I take a deep breath, recalling that day when I felt so confident in the stunning red dress I had chosen. My voice trembles as I recount his words, "That the dress made it look like I was trying too hard and that a bold color like red didn’t suit me."

Adeline adds to the growing list of grievances, her voice firm yet gentle. "And what about when you wanted to pursue that dream job in London? What did he say then?"

I swallow hard, the bitterness of that memory still fresh. "He said it was foolish to think I could succeed there and that I should just settle for something here, close to him, where there was a bigger chance forhimto succeed."

Just hearing myself repeat some of his words out loud and recounting the constant gaslighting churns my stomach.

I hate it.

I hate that I let him chip away at my strength.

I hate that I validated his feelings over mine.

I hate that I allowed myself to get lost and lose my spirit.

But, most of all, I hate that I surrendered pieces of my self-respect to such an extent that, some days, I didn't even recognize myself.

I used to be the happy-go-lucky girl, the one known for walking on clouds and always radiating with a bubbly spirit. Yet, over the past year, I feel like I've become bitter—as if the shadows of his toxicity had tainted the sunshine within me. Tears slowly run down my face, unchecked, as Sophie and Adeline wrap their arms around me in a warm, comforting embrace. Their hugs are tight, grounding me in their support, and I feel a sense of safety I haven't experienced in a long time. It's as though their arms are a shield, protecting me from the lingering doubts and insecurities that John has left behind.

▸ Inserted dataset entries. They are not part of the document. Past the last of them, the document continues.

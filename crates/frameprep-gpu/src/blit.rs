//! Fragment-shader fallback backend.
//!
//! Each operation draws a full-screen triangle through a parameterized
//! fragment shader into a render-target scratch surface, then copies the
//! scratch into the caller's surface. Nothing here needs storage textures,
//! so it runs on devices without compute support, provided they can render
//! into `Rgba32Float`.

use frameprep_core::{CropRect, Dims, NormalizationProfile};
use wgpu::util::DeviceExt;

use crate::backend::{TransformBackend, copy_back, source_texture_entry, uniform_buffer, uniform_entry};
use crate::buffers::{GpuSurface, SURFACE_FORMAT};
use crate::capability::BackendKind;
use crate::context::GpuContext;
use crate::error::PrepError;
use crate::scratch::{ScratchAccess, ScratchPool};
use crate::uniforms::{BlitCropParamsGpu, ResizeParamsGpu};

const FULLSCREEN_WGSL: &str = include_str!("../shaders/blit/fullscreen.wgsl");

/// Runs transforms as full-screen draws.
pub struct BlitBackend {
    layout: wgpu::BindGroupLayout,
    normalize: wgpu::RenderPipeline,
    crop: wgpu::RenderPipeline,
    resize: wgpu::RenderPipeline,
    normalize_params: wgpu::Buffer,
    crop_params: wgpu::Buffer,
    resize_params: wgpu::Buffer,
}

impl BlitBackend {
    /// Build the blit pipelines and push `profile` into the normalize
    /// uniform.
    ///
    /// Fails with [`PrepError::CapabilityMismatch`] when the device cannot
    /// render into [`SURFACE_FORMAT`], and with
    /// [`PrepError::PipelineCreation`] when wgpu rejects a pipeline.
    pub fn new(ctx: &GpuContext, profile: &NormalizationProfile) -> Result<Self, PrepError> {
        if !ctx.capabilities.supports_blit() {
            return Err(PrepError::CapabilityMismatch {
                operation: "blit",
                backend: BackendKind::Blit,
            });
        }
        ctx.validated("frameprep_blit_pipelines", |device| Self::build(device, profile))
    }

    fn build(device: &wgpu::Device, profile: &NormalizationProfile) -> Self {
        // binding 0: source texture, binding 1: op parameters. Parameter
        // structs differ in size per op, so the size is checked at draw time.
        let layout = device.create_bind_group_layout(&wgpu::BindGroupLayoutDescriptor {
            label: Some("frameprep_blit_layout"),
            entries: &[
                source_texture_entry(0, wgpu::ShaderStages::FRAGMENT),
                uniform_entry(1, wgpu::ShaderStages::FRAGMENT, 0),
            ],
        });

        let pipeline_layout = device.create_pipeline_layout(&wgpu::PipelineLayoutDescriptor {
            label: Some("frameprep_blit_pipeline_layout"),
            bind_group_layouts: &[&layout],
            push_constant_ranges: &[],
        });

        let normalize = create_blit_pipeline(
            device,
            &pipeline_layout,
            "frameprep_blit_normalize",
            &[FULLSCREEN_WGSL, include_str!("../shaders/blit/normalize.wgsl")],
            "fs_normalize",
        );
        let crop = create_blit_pipeline(
            device,
            &pipeline_layout,
            "frameprep_blit_crop",
            &[FULLSCREEN_WGSL, include_str!("../shaders/blit/crop.wgsl")],
            "fs_crop",
        );
        let resize = create_blit_pipeline(
            device,
            &pipeline_layout,
            "frameprep_blit_resize",
            &[
                FULLSCREEN_WGSL,
                include_str!("../shaders/sampling.wgsl"),
                include_str!("../shaders/blit/resize.wgsl"),
            ],
            "fs_resize",
        );

        let normalize_params = device.create_buffer_init(&wgpu::util::BufferInitDescriptor {
            label: Some("frameprep_blit_normalize_uniform"),
            contents: bytemuck::bytes_of(&profile.to_gpu()),
            usage: wgpu::BufferUsages::UNIFORM,
        });

        Self {
            layout,
            normalize,
            crop,
            resize,
            normalize_params,
            crop_params: uniform_buffer(
                device,
                "frameprep_blit_crop_uniform",
                std::mem::size_of::<BlitCropParamsGpu>() as u64,
            ),
            resize_params: uniform_buffer(
                device,
                "frameprep_blit_resize_uniform",
                std::mem::size_of::<ResizeParamsGpu>() as u64,
            ),
        }
    }

    /// Draw `source` through `pipeline` into a scratch surface sized like
    /// `target`, copy it into `target`, submit.
    #[allow(clippy::too_many_arguments)]
    fn draw(
        &self,
        ctx: &GpuContext,
        pool: &ScratchPool,
        pipeline: &wgpu::RenderPipeline,
        params: &wgpu::Buffer,
        source: &GpuSurface,
        target: &GpuSurface,
        label: &'static str,
    ) -> Result<(), PrepError> {
        let out_dims: Dims = target.dims();
        let scratch = pool.acquire(ctx, out_dims, ScratchAccess::RenderTarget)?;

        let bind_group = ctx.device.create_bind_group(&wgpu::BindGroupDescriptor {
            label: Some(label),
            layout: &self.layout,
            entries: &[
                wgpu::BindGroupEntry {
                    binding: 0,
                    resource: wgpu::BindingResource::TextureView(source.view()),
                },
                wgpu::BindGroupEntry {
                    binding: 1,
                    resource: params.as_entire_binding(),
                },
            ],
        });

        let mut encoder = ctx
            .device
            .create_command_encoder(&wgpu::CommandEncoderDescriptor { label: Some(label) });
        {
            let mut pass = encoder.begin_render_pass(&wgpu::RenderPassDescriptor {
                label: Some(label),
                color_attachments: &[Some(wgpu::RenderPassColorAttachment {
                    view: scratch.surface().view(),
                    depth_slice: None,
                    resolve_target: None,
                    ops: wgpu::Operations {
                        load: wgpu::LoadOp::Clear(wgpu::Color::TRANSPARENT),
                        store: wgpu::StoreOp::Store,
                    },
                })],
                depth_stencil_attachment: None,
                timestamp_writes: None,
                occlusion_query_set: None,
            });
            pass.set_pipeline(pipeline);
            pass.set_bind_group(0, &bind_group, &[]);
            pass.draw(0..3, 0..1);
        }
        copy_back(&mut encoder, scratch.surface(), target);
        ctx.queue.submit(std::iter::once(encoder.finish()));

        tracing::debug!(pass = label, dims = %out_dims, "blitted");
        Ok(())
    }
}

impl TransformBackend for BlitBackend {
    fn kind(&self) -> BackendKind {
        BackendKind::Blit
    }

    fn normalize(
        &self,
        ctx: &GpuContext,
        pool: &ScratchPool,
        image: &GpuSurface,
    ) -> Result<(), PrepError> {
        self.draw(
            ctx,
            pool,
            &self.normalize,
            &self.normalize_params,
            image,
            image,
            "frameprep_blit_normalize",
        )
    }

    fn crop(
        &self,
        ctx: &GpuContext,
        pool: &ScratchPool,
        image: &GpuSurface,
        destination: &GpuSurface,
        rect: CropRect,
    ) -> Result<(), PrepError> {
        ctx.queue.write_buffer(
            &self.crop_params,
            0,
            bytemuck::bytes_of(&BlitCropParamsGpu::from(rect)),
        );
        self.draw(
            ctx,
            pool,
            &self.crop,
            &self.crop_params,
            image,
            destination,
            "frameprep_blit_crop",
        )
    }

    fn resize(
        &self,
        ctx: &GpuContext,
        pool: &ScratchPool,
        image: &GpuSurface,
        destination: &GpuSurface,
    ) -> Result<(), PrepError> {
        ctx.queue.write_buffer(
            &self.resize_params,
            0,
            bytemuck::bytes_of(&ResizeParamsGpu::new(image.dims(), destination.dims())),
        );
        self.draw(
            ctx,
            pool,
            &self.resize,
            &self.resize_params,
            image,
            destination,
            "frameprep_blit_resize",
        )
    }
}

fn create_blit_pipeline(
    device: &wgpu::Device,
    layout: &wgpu::PipelineLayout,
    label: &'static str,
    sources: &[&str],
    fragment_entry: &'static str,
) -> wgpu::RenderPipeline {
    let shader = device.create_shader_module(wgpu::ShaderModuleDescriptor {
        label: Some(label),
        source: wgpu::ShaderSource::Wgsl(sources.concat().into()),
    });

    device.create_render_pipeline(&wgpu::RenderPipelineDescriptor {
        label: Some(label),
        layout: Some(layout),
        vertex: wgpu::VertexState {
            module: &shader,
            entry_point: Some("vs_main"),
            buffers: &[],
            compilation_options: wgpu::PipelineCompilationOptions::default(),
        },
        primitive: wgpu::PrimitiveState::default(),
        depth_stencil: None,
        multisample: wgpu::MultisampleState::default(),
        fragment: Some(wgpu::FragmentState {
            module: &shader,
            entry_point: Some(fragment_entry),
            // Float32 targets are not blendable without an extra feature.
            targets: &[Some(wgpu::ColorTargetState {
                format: SURFACE_FORMAT,
                blend: None,
                write_mask: wgpu::ColorWrites::ALL,
            })],
            compilation_options: wgpu::PipelineCompilationOptions::default(),
        }),
        multiview: None,
        cache: None,
    })
}
//! frameprep core — domain layer for model-input frame preparation.
//!
//! Normalization profiles, resize/crop geometry, pipeline configuration and
//! CPU reference transforms. No GPU dependencies.

pub mod config;
pub mod error;
pub mod geometry;
pub mod image;
pub mod profile;

// Re-exports for convenience.
pub use config::{BackendPreference, PipelineConfig};
pub use error::{ConfigParseError, GeometryError, ImageLoadError};
pub use geometry::{CropRect, DEFAULT_TARGET_SHORT_SIDE, Dims, compute_target_dims};
pub use image::FrameImage;
pub use profile::{NormalizationProfile, NormalizeParamsGpu};
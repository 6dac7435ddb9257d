//! Short-lived scratch surfaces.
//!
//! Every transform renders into a scratch surface and copies the result into
//! the caller's surface. Scratch surfaces are handed out as
//! [`ScratchSurface`] guards that return the texture to the pool when they go
//! out of scope, so an early `?` return cannot leak one.

use frameprep_core::Dims;
use parking_lot::Mutex;

use crate::buffers::{GpuSurface, check_extent, surface_descriptor};
use crate::context::{AllocationTracker, GpuContext};
use crate::error::PrepError;

/// How a backend writes into its scratch surface.
#[derive(Debug, Clone, Copy, PartialEq, Eq, Hash)]
pub enum ScratchAccess {
    /// Storage-texture writes from a compute kernel (random access).
    WriteEnabled,
    /// Color attachment of a render pass. No storage usage.
    RenderTarget,
}

impl ScratchAccess {
    fn usage(self) -> wgpu::TextureUsages {
        let base = wgpu::TextureUsages::COPY_SRC;
        match self {
            ScratchAccess::WriteEnabled => base | wgpu::TextureUsages::STORAGE_BINDING,
            ScratchAccess::RenderTarget => base | wgpu::TextureUsages::RENDER_ATTACHMENT,
        }
    }

    fn label(self) -> &'static str {
        match self {
            ScratchAccess::WriteEnabled => "frameprep_scratch_storage",
            ScratchAccess::RenderTarget => "frameprep_scratch_render",
        }
    }
}

struct Pooled {
    dims: Dims,
    access: ScratchAccess,
    surface: GpuSurface,
}

/// Pool of idle scratch textures keyed by size and access mode.
///
/// Meant for a single producer; concurrent callers get correct bookkeeping
/// but no ordering guarantees between their GPU work.
pub struct ScratchPool {
    idle: Mutex<Vec<Pooled>>,
    capacity: usize,
    tracker: AllocationTracker,
}

impl ScratchPool {
    pub fn new(tracker: AllocationTracker, capacity: usize) -> Self {
        Self {
            idle: Mutex::new(Vec::with_capacity(capacity)),
            capacity,
            tracker,
        }
    }

    /// Take an idle surface matching `dims`/`access`, or allocate one.
    pub fn acquire(
        &self,
        ctx: &GpuContext,
        dims: Dims,
        access: ScratchAccess,
    ) -> Result<ScratchSurface<'_>, PrepError> {
        let reused = {
            let mut idle = self.idle.lock();
            idle.iter()
                .position(|p| p.dims == dims && p.access == access)
                .map(|i| idle.swap_remove(i).surface)
        };

        let surface = match reused {
            Some(surface) => surface,
            None => {
                let label = access.label();
                check_extent(ctx, dims, label)?;
                let texture = ctx.allocate(label, |device| {
                    device.create_texture(&surface_descriptor(label, dims, access.usage()))
                })?;
                self.tracker.texture_created();
                tracing::trace!(%dims, ?access, "allocated scratch surface");
                GpuSurface::wrap(texture, dims)
            }
        };

        Ok(ScratchSurface {
            pool: self,
            access,
            surface: Some(surface),
        })
    }

    fn give_back(&self, dims: Dims, access: ScratchAccess, surface: GpuSurface) {
        let mut idle = self.idle.lock();
        if idle.len() < self.capacity {
            idle.push(Pooled {
                dims,
                access,
                surface,
            });
        } else {
            drop(idle);
            self.destroy(surface);
        }
    }

    fn destroy(&self, surface: GpuSurface) {
        surface.texture().destroy();
        self.tracker.texture_released();
    }

    /// Destroy every idle surface.
    pub fn drain(&self) {
        let drained: Vec<Pooled> = self.idle.lock().drain(..).collect();
        for pooled in drained {
            self.destroy(pooled.surface);
        }
    }

    pub fn idle_count(&self) -> usize {
        self.idle.lock().len()
    }
}

impl Drop for ScratchPool {
    fn drop(&mut self) {
        self.drain();
    }
}

/// A scratch surface on loan from a [`ScratchPool`].
pub struct ScratchSurface<'pool> {
    pool: &'pool ScratchPool,
    access: ScratchAccess,
    surface: Option<GpuSurface>,
}

impl ScratchSurface<'_> {
    pub fn surface(&self) -> &GpuSurface {
        self.surface
            .as_ref()
            .expect("scratch surface is only taken on drop")
    }
}

impl Drop for ScratchSurface<'_> {
    fn drop(&mut self) {
        if let Some(surface) = self.surface.take() {
            self.pool.give_back(surface.dims(), self.access, surface);
        }
    }
}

I sniffle, feeling the warmth of them enveloping me like a lifeline. "I'm sorry, girls. I'm ruining our night out."

Sophie pulls away slightly to look me in the eyes. "Leora, you're not ruining anything. We're here for you, through the good and the bad. That’s what friends are for, remember?"

Adeline nods in agreement. "That's right. We're here to help you heal, and sometimes that means sharing the pain. You're not alone in this."

I sit up, wiping away my tears with a grateful smile. "You two are the best friends a girl could ask for."